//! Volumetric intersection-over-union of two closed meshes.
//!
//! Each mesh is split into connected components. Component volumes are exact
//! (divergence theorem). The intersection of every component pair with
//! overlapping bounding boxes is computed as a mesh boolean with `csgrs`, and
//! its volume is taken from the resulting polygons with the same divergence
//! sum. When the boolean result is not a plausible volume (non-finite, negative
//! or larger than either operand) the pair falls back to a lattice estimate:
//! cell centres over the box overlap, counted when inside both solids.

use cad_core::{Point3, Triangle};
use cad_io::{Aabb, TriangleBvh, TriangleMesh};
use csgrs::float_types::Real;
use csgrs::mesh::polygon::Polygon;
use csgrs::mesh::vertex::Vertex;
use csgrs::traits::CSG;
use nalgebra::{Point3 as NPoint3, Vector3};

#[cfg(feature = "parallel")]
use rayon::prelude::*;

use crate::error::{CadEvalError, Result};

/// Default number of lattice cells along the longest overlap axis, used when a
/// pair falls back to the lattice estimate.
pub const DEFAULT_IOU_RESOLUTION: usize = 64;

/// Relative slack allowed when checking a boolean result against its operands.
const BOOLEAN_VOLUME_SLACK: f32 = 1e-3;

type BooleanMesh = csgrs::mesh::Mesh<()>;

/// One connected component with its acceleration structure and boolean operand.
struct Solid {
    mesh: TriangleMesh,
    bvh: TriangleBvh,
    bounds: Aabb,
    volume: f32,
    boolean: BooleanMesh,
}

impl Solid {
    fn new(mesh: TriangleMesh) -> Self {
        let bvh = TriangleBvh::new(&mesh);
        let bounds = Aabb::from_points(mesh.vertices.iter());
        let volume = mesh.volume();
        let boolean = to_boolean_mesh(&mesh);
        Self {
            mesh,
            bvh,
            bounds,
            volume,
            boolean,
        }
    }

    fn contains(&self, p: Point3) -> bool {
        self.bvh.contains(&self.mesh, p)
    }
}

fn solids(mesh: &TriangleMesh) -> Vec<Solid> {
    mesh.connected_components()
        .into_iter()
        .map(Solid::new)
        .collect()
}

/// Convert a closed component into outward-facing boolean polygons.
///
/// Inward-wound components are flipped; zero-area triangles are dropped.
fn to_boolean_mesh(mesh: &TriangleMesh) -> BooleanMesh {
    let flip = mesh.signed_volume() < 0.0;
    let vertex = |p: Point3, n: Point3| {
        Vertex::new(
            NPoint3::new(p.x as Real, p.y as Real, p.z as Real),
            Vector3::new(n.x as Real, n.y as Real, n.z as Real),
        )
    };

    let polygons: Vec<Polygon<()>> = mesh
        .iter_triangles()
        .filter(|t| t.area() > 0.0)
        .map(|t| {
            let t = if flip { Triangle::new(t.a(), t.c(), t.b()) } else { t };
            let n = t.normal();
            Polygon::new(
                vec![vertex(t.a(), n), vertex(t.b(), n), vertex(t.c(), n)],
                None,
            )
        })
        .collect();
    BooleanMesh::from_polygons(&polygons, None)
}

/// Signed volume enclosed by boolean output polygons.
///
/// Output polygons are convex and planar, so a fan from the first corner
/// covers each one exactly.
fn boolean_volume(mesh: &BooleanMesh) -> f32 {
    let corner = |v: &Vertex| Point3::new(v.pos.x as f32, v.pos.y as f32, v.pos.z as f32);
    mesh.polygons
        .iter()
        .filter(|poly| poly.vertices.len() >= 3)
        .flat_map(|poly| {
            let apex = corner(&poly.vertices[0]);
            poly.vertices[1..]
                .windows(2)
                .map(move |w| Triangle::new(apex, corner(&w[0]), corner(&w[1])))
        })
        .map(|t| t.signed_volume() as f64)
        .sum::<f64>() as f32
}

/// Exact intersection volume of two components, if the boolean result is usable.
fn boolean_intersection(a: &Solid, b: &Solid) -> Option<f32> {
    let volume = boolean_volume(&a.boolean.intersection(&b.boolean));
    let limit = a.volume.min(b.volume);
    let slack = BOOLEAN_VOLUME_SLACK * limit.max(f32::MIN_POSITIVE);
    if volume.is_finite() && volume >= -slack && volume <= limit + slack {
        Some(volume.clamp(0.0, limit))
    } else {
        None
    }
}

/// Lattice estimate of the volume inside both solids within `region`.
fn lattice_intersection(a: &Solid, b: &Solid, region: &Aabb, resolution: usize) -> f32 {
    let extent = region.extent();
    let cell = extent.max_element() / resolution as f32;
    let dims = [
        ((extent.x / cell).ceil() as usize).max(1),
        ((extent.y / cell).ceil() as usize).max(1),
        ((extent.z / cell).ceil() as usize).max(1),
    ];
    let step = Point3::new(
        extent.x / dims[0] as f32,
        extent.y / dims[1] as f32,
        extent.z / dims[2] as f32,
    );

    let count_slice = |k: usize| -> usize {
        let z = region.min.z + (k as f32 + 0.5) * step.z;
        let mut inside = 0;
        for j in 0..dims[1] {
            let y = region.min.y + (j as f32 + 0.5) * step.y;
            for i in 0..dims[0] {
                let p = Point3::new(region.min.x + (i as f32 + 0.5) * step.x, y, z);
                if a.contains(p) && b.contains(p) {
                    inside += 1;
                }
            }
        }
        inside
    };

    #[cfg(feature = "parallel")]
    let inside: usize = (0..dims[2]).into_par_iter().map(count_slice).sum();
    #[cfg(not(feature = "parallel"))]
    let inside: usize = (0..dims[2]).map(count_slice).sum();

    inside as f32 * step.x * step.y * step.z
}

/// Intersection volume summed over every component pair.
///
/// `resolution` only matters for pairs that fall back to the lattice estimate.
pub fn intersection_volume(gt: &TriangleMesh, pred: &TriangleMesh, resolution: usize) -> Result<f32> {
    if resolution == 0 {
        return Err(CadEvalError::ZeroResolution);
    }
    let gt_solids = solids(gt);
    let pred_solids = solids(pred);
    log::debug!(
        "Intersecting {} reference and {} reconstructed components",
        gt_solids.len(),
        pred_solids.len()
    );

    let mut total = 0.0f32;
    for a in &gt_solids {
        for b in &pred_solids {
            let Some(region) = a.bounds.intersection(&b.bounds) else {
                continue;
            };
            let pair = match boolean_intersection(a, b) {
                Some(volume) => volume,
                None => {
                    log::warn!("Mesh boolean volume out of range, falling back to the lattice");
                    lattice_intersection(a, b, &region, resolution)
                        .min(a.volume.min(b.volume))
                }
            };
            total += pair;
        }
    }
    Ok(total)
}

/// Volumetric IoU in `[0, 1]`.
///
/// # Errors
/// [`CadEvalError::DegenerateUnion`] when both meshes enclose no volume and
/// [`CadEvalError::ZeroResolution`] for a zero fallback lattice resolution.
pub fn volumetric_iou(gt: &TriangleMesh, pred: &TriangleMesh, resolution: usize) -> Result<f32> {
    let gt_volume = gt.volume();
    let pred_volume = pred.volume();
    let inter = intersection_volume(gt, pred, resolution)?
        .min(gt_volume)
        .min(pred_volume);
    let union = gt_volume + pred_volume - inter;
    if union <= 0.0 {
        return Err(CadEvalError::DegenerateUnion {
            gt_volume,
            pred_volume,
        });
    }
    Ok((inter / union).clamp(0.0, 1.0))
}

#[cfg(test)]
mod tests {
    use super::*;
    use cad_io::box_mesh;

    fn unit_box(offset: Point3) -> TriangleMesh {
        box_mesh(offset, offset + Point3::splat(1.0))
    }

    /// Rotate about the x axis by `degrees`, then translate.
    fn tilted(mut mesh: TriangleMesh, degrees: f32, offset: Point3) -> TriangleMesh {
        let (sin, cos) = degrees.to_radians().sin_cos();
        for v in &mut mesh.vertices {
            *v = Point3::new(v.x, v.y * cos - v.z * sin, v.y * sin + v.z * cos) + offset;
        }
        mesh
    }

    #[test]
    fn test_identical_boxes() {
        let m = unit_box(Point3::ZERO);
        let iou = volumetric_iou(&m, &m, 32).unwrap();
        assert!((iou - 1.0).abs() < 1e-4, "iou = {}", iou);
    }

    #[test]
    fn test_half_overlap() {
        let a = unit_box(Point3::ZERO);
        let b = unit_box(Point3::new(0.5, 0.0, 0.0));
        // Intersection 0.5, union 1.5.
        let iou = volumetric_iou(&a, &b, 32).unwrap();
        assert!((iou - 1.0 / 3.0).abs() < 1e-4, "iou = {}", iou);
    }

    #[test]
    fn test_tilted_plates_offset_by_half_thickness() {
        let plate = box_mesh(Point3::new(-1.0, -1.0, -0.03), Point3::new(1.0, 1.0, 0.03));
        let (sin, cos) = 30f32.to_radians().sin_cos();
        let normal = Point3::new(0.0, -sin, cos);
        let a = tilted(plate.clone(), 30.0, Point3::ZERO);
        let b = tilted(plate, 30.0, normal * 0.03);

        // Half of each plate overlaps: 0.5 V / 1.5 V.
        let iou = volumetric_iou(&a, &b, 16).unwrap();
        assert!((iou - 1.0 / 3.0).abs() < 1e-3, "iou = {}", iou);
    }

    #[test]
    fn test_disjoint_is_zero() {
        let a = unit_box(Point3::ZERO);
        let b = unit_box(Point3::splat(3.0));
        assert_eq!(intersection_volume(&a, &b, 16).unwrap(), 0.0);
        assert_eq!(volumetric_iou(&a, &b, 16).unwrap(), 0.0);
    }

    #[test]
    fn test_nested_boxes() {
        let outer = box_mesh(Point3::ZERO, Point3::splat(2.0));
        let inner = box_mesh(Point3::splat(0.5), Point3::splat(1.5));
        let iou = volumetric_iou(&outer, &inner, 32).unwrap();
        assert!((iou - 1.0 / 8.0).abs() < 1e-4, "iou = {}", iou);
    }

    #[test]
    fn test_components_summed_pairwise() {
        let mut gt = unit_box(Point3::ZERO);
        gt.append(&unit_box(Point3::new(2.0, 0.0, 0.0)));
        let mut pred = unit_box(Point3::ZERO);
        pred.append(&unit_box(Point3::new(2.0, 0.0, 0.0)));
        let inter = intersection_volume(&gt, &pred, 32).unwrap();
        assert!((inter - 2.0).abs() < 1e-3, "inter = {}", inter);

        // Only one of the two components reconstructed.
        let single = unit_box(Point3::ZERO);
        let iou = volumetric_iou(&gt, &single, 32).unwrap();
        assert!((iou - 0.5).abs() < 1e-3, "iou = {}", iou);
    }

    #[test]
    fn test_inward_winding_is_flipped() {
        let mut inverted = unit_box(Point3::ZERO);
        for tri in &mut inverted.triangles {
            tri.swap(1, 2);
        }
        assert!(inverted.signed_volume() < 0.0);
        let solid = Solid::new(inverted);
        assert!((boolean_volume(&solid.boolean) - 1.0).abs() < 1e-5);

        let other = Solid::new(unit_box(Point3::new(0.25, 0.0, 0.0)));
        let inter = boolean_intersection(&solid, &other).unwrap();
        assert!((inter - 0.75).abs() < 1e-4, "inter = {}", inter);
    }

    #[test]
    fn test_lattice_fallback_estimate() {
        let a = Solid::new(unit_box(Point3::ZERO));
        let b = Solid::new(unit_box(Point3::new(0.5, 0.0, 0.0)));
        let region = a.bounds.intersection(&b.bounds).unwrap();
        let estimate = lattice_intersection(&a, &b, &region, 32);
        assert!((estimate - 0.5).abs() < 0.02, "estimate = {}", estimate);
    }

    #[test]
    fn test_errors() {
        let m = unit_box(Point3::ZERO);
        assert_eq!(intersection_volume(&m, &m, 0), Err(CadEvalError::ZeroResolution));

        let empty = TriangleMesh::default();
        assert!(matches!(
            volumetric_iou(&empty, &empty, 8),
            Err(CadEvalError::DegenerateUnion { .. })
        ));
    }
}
----------
What you will do: Search the listing above for the lines with "fn boolean_intersection(a: &Solid, b: &Solid)" and "Lattice estimate of", then output those lines and all lines between them exactly.

Written response:
fn boolean_intersection(a: &Solid, b: &Solid) -> Option<f32> {
    let volume = boolean_volume(&a.boolean.intersection(&b.boolean));
    let limit = a.volume.min(b.volume);
    let slack = BOOLEAN_VOLUME_SLACK * limit.max(f32::MIN_POSITIVE);
    if volume.is_finite() && volume >= -slack && volume <= limit + slack {
        Some(volume.clamp(0.0, limit))
    } else {
        None
    }
}

/// Lattice estimate of the volume inside both solids within `region`.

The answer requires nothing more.